====== GIVEN RECORDS ======

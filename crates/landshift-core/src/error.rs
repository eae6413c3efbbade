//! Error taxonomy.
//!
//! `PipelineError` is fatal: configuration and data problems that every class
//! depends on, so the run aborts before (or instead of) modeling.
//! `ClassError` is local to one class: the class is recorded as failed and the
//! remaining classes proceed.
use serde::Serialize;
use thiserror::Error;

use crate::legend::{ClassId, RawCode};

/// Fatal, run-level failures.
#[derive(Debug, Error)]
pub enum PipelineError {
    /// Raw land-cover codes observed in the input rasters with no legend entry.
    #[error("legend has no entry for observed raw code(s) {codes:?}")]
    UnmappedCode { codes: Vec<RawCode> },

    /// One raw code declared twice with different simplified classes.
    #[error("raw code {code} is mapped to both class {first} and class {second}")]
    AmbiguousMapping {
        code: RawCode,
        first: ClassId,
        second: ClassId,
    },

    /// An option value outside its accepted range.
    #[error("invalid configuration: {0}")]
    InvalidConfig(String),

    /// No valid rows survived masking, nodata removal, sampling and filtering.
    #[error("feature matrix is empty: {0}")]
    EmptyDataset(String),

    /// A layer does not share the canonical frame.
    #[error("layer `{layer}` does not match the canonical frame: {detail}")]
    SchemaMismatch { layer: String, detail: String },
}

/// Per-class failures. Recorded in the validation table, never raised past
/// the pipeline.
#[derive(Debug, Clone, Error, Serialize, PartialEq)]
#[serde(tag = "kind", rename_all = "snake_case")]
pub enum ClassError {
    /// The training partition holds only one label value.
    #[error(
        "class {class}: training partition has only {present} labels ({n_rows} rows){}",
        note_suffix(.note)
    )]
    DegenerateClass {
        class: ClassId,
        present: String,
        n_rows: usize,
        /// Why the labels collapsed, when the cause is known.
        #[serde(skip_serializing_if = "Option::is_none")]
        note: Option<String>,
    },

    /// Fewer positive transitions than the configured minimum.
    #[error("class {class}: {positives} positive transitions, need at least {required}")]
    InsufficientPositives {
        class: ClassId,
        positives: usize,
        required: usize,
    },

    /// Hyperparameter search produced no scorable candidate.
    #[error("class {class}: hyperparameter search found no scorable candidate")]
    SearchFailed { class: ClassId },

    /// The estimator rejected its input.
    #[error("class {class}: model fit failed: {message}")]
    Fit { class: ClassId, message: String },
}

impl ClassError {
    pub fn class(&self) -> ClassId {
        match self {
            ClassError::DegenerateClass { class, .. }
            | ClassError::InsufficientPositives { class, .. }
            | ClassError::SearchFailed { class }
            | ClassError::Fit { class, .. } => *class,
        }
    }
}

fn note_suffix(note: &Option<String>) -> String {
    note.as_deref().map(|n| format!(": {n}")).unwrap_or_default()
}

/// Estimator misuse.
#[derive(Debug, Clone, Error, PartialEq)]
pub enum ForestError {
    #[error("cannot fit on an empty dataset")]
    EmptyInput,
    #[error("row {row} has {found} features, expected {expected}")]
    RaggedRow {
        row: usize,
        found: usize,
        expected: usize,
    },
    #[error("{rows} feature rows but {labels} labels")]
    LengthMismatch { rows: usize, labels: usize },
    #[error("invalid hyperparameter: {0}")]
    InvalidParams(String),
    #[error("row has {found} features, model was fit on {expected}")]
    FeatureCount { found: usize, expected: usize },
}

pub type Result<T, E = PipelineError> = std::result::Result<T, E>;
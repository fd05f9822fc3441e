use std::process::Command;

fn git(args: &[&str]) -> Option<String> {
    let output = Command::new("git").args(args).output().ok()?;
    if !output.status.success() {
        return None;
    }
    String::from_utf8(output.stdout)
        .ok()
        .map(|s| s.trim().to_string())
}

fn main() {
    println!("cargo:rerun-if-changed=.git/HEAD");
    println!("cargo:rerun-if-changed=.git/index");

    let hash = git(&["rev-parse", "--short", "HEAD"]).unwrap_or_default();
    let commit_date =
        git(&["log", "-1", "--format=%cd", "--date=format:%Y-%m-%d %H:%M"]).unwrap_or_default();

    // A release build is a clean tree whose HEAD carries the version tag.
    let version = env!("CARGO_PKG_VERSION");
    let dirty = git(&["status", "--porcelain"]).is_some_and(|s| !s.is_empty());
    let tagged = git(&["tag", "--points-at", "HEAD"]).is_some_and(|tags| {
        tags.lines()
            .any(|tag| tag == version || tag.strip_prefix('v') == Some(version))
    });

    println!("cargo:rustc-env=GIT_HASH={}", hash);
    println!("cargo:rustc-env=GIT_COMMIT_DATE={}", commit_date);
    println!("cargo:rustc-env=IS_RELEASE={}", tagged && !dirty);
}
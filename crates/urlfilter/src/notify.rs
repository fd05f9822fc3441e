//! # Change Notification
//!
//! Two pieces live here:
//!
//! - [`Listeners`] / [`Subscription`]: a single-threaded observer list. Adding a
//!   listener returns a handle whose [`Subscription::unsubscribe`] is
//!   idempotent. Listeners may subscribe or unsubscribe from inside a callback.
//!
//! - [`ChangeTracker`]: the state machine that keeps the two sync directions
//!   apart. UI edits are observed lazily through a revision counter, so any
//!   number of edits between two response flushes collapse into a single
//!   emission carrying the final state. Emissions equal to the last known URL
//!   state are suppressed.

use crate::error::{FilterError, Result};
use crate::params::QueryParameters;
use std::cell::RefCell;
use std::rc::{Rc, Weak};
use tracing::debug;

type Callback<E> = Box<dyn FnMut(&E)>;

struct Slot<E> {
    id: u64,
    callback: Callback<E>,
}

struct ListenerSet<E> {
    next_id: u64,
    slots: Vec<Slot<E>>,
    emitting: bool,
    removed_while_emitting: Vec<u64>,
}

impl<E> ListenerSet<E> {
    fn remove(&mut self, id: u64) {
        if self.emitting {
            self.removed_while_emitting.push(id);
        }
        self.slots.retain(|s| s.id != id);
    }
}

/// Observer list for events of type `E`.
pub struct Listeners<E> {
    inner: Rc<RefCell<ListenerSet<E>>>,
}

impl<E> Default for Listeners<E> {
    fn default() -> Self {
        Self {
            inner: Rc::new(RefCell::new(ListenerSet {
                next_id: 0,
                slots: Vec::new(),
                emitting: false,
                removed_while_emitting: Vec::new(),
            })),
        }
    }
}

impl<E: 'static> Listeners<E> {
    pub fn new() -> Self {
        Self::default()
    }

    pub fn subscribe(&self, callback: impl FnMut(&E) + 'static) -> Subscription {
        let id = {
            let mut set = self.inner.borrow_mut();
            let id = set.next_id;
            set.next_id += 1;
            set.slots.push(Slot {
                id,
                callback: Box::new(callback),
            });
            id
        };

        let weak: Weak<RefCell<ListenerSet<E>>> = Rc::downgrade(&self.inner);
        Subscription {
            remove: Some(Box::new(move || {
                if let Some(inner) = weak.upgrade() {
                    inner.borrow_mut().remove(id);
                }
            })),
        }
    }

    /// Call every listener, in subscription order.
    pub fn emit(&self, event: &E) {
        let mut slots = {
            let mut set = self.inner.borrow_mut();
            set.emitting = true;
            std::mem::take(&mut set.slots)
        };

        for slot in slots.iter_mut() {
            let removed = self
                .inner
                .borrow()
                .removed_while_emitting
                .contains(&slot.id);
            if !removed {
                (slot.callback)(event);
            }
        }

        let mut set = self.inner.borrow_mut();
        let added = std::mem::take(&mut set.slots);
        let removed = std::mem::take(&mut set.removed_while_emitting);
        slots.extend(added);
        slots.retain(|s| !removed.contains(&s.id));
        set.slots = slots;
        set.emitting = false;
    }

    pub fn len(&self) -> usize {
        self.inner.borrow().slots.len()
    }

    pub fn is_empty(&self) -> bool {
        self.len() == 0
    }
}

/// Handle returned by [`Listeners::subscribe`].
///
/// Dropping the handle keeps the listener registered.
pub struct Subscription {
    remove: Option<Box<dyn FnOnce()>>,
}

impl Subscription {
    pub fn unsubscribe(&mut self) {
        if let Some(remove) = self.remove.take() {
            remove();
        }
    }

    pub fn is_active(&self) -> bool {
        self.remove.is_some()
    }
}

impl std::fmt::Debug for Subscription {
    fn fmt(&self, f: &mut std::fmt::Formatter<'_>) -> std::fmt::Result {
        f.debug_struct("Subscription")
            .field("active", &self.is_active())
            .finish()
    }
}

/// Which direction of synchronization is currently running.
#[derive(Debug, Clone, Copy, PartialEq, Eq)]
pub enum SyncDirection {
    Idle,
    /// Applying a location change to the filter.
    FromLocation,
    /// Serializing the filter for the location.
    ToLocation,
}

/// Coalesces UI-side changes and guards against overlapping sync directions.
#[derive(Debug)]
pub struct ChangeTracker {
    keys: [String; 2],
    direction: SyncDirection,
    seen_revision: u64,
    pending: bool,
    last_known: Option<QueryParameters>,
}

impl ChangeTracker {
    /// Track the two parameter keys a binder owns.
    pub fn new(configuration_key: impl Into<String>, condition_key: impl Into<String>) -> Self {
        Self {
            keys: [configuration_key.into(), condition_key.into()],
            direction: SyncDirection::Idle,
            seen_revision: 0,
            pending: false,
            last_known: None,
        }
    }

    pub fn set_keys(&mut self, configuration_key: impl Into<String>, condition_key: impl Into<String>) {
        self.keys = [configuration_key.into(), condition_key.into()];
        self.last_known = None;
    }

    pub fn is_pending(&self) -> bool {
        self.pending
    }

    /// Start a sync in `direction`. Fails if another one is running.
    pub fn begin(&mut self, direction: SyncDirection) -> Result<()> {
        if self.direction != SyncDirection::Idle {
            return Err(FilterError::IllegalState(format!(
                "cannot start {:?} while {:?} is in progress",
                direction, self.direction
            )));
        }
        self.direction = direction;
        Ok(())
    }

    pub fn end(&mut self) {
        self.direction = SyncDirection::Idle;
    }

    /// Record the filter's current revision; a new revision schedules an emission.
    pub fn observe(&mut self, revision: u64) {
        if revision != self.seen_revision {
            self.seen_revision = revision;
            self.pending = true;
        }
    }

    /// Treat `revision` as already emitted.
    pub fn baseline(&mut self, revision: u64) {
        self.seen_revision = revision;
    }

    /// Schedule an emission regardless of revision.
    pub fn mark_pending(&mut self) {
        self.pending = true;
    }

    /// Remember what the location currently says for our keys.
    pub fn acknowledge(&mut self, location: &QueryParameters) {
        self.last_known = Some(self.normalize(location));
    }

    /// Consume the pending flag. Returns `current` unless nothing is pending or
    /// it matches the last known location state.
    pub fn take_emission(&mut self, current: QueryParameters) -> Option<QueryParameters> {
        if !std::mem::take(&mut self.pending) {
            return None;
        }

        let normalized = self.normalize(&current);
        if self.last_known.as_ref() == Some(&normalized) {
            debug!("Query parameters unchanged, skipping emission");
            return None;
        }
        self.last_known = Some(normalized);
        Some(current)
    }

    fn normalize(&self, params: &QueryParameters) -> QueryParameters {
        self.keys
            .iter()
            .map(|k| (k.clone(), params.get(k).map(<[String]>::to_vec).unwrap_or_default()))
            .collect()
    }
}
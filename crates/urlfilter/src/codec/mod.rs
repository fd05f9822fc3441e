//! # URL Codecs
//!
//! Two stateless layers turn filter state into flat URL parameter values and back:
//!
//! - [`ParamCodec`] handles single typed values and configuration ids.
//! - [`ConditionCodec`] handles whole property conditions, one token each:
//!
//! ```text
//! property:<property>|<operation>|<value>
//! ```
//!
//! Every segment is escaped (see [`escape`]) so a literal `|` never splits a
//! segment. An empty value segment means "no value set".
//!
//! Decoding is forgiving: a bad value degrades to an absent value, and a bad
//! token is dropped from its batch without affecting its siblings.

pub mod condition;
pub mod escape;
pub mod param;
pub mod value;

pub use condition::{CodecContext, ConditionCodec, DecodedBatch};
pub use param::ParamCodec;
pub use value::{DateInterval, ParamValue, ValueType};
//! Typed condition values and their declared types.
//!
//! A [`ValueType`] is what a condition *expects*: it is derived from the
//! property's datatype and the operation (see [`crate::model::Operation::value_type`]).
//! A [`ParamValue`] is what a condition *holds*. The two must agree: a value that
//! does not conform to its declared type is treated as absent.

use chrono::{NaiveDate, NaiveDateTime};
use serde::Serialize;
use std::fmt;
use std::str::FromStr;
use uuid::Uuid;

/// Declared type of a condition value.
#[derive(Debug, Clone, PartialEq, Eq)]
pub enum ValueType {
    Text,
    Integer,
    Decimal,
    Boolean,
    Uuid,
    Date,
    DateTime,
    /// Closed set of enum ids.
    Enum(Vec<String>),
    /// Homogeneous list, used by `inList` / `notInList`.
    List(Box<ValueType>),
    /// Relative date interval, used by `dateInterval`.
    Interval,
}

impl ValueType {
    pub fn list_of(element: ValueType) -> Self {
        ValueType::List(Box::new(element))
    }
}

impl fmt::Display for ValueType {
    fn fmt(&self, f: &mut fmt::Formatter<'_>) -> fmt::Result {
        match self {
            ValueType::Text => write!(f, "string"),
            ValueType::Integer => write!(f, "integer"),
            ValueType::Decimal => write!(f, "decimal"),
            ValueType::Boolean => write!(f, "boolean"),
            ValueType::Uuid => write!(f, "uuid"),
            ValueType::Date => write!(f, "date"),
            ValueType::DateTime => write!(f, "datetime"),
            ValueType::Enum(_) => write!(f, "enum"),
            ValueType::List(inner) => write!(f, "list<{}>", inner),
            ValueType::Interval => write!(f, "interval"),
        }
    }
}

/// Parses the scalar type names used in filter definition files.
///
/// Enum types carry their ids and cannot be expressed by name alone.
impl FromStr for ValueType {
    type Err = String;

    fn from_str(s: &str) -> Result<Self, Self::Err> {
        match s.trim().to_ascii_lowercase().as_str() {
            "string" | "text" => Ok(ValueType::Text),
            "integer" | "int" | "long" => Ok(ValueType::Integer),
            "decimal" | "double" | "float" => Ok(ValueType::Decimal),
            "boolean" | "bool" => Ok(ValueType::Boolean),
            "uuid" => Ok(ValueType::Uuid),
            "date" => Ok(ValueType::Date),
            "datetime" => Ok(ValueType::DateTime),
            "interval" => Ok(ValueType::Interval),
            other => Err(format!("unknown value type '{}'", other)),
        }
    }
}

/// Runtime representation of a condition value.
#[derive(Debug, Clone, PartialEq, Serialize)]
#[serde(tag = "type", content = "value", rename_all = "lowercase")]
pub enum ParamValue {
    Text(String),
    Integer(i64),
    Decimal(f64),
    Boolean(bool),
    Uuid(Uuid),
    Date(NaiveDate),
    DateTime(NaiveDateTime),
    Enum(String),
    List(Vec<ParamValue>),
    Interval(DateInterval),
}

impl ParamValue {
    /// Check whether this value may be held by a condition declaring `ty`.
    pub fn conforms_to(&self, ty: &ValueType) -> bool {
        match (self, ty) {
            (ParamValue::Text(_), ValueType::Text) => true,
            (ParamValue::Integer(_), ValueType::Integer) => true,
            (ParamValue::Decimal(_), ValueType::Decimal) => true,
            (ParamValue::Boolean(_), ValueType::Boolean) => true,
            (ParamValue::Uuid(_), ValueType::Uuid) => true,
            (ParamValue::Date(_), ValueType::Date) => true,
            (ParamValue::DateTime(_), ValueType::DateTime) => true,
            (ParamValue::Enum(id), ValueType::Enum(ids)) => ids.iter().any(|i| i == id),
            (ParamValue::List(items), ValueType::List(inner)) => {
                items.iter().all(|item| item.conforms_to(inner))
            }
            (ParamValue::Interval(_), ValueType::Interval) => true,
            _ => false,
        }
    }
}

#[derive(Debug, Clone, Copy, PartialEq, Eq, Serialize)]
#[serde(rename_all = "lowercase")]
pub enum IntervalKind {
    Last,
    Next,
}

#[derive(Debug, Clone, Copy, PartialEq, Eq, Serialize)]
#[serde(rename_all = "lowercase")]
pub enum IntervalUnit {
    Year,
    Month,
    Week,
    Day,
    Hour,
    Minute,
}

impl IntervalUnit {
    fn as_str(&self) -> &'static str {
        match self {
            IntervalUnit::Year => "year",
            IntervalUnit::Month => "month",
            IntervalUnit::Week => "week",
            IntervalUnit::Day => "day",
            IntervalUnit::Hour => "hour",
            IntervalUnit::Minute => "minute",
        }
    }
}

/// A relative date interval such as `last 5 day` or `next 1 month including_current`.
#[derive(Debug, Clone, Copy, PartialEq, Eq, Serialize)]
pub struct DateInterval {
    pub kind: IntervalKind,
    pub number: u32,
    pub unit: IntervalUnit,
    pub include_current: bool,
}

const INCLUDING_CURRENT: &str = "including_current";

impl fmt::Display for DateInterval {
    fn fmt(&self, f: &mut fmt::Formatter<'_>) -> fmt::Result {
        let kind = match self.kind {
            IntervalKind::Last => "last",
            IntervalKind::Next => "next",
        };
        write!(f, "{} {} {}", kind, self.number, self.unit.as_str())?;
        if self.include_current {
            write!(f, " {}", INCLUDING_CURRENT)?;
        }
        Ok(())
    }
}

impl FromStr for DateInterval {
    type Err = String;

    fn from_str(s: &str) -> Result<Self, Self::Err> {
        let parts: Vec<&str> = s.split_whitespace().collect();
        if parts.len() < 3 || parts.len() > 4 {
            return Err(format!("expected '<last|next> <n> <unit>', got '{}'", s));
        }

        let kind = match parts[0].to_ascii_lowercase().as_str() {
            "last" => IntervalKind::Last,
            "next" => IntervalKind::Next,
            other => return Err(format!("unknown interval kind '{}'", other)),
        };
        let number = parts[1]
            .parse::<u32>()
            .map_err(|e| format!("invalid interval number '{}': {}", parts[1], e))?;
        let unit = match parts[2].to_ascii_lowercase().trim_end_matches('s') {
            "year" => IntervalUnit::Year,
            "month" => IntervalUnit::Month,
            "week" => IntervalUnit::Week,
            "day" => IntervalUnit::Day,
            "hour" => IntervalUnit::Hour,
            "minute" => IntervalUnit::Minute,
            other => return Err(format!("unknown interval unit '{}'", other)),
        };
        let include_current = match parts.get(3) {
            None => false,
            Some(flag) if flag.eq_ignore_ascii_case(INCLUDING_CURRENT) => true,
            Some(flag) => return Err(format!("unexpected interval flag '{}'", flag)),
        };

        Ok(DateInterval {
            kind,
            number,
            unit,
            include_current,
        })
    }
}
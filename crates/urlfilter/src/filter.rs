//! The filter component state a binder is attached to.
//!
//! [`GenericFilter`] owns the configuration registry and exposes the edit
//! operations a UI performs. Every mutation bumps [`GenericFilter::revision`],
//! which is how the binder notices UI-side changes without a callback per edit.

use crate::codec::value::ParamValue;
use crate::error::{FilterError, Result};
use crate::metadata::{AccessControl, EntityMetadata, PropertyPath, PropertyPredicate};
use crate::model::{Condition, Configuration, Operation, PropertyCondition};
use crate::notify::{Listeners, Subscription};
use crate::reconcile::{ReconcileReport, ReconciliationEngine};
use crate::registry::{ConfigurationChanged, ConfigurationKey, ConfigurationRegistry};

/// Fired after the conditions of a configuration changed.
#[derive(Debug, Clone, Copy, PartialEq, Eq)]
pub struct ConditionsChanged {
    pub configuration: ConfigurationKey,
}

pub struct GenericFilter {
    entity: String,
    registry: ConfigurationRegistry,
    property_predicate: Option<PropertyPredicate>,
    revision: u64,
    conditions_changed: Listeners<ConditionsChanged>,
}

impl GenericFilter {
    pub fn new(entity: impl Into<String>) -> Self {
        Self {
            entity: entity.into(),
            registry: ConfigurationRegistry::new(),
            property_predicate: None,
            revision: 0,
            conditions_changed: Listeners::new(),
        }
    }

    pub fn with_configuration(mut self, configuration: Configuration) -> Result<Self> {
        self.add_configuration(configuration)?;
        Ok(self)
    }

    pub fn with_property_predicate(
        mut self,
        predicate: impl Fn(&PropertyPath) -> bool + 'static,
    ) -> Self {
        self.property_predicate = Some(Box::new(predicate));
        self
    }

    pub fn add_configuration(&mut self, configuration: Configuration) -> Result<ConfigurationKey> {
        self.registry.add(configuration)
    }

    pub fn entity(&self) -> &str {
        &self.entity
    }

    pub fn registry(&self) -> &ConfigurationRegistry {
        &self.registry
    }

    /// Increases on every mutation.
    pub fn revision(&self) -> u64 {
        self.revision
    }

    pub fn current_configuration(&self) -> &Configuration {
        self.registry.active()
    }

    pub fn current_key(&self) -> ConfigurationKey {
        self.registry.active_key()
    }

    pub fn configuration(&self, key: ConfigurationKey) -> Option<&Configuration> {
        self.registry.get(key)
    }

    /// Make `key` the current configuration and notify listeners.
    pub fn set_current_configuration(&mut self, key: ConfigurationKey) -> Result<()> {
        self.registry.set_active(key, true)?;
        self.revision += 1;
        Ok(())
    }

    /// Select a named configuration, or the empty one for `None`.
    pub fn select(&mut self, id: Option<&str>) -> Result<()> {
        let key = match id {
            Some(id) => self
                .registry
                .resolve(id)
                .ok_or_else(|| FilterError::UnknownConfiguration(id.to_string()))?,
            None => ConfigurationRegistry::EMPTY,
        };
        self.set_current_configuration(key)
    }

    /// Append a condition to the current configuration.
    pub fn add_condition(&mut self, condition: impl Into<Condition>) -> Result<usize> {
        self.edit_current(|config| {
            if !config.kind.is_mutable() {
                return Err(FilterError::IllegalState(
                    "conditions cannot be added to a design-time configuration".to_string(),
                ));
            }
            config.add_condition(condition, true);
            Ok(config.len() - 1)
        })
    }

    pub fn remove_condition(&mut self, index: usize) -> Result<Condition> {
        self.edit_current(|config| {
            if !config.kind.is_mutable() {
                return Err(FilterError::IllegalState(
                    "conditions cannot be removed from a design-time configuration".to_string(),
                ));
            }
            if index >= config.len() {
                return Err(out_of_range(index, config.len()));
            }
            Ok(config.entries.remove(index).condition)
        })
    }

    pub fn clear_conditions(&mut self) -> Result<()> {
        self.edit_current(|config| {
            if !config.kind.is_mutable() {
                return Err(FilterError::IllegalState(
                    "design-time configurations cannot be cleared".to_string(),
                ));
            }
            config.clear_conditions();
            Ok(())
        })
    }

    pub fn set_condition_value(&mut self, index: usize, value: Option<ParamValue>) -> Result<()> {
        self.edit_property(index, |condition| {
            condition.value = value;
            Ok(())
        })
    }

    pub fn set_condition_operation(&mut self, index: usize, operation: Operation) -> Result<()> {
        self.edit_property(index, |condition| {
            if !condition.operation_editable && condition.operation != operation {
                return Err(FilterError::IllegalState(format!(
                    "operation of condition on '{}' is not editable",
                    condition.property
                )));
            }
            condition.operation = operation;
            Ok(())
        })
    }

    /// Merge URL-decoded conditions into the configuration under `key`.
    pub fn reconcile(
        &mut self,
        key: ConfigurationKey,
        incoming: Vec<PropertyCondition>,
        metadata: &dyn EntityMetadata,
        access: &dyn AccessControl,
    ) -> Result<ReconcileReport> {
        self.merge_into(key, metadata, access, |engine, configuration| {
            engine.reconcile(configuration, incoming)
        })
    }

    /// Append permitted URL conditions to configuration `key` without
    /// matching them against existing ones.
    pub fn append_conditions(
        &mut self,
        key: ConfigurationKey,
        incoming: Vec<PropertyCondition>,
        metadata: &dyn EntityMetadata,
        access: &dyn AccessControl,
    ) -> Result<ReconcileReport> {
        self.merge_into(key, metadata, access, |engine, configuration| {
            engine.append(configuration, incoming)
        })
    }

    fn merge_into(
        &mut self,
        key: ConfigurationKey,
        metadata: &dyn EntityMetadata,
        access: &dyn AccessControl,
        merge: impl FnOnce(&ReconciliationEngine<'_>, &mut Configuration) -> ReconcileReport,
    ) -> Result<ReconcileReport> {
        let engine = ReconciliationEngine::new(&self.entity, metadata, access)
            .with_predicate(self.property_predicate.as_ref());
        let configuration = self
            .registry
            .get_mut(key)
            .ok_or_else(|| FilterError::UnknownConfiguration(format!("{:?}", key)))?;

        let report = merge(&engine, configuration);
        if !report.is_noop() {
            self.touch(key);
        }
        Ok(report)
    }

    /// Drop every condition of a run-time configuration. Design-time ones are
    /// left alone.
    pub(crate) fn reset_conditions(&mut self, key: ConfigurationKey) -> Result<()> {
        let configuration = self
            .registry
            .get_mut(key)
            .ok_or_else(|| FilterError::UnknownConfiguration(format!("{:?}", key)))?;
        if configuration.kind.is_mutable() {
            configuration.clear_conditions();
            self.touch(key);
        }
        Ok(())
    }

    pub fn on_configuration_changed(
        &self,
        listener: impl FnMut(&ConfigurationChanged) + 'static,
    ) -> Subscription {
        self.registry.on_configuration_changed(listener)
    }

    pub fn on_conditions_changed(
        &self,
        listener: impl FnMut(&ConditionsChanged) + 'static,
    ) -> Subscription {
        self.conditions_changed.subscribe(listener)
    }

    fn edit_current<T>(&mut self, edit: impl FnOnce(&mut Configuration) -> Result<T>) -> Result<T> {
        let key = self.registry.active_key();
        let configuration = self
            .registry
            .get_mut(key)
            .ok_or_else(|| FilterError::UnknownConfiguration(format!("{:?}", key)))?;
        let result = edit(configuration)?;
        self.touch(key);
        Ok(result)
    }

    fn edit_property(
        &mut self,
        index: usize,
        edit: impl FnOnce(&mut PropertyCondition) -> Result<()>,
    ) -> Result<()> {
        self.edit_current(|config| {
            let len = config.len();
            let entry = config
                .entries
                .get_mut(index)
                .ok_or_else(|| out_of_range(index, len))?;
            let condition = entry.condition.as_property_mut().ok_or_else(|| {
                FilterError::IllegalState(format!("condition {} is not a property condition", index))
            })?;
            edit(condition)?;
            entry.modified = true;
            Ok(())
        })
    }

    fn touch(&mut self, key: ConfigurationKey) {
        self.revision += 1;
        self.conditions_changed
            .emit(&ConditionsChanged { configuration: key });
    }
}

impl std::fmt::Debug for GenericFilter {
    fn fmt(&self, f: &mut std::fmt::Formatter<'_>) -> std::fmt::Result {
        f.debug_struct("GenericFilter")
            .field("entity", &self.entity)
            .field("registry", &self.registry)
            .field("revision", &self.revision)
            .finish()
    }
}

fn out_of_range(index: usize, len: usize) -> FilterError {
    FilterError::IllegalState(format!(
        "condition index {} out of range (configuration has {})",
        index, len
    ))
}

======

- **GOAL OF THE EXERCISE**:
Note every line in the material with "rustc" and copy it.

- **WRITTEN ANSWER**:
    println!("cargo:rustc-env=GIT_HASH={}", hash);
    println!("cargo:rustc-env=GIT_COMMIT_DATE={}", commit_date);
    println!("cargo:rustc-env=IS_RELEASE={}", tagged && !dirty);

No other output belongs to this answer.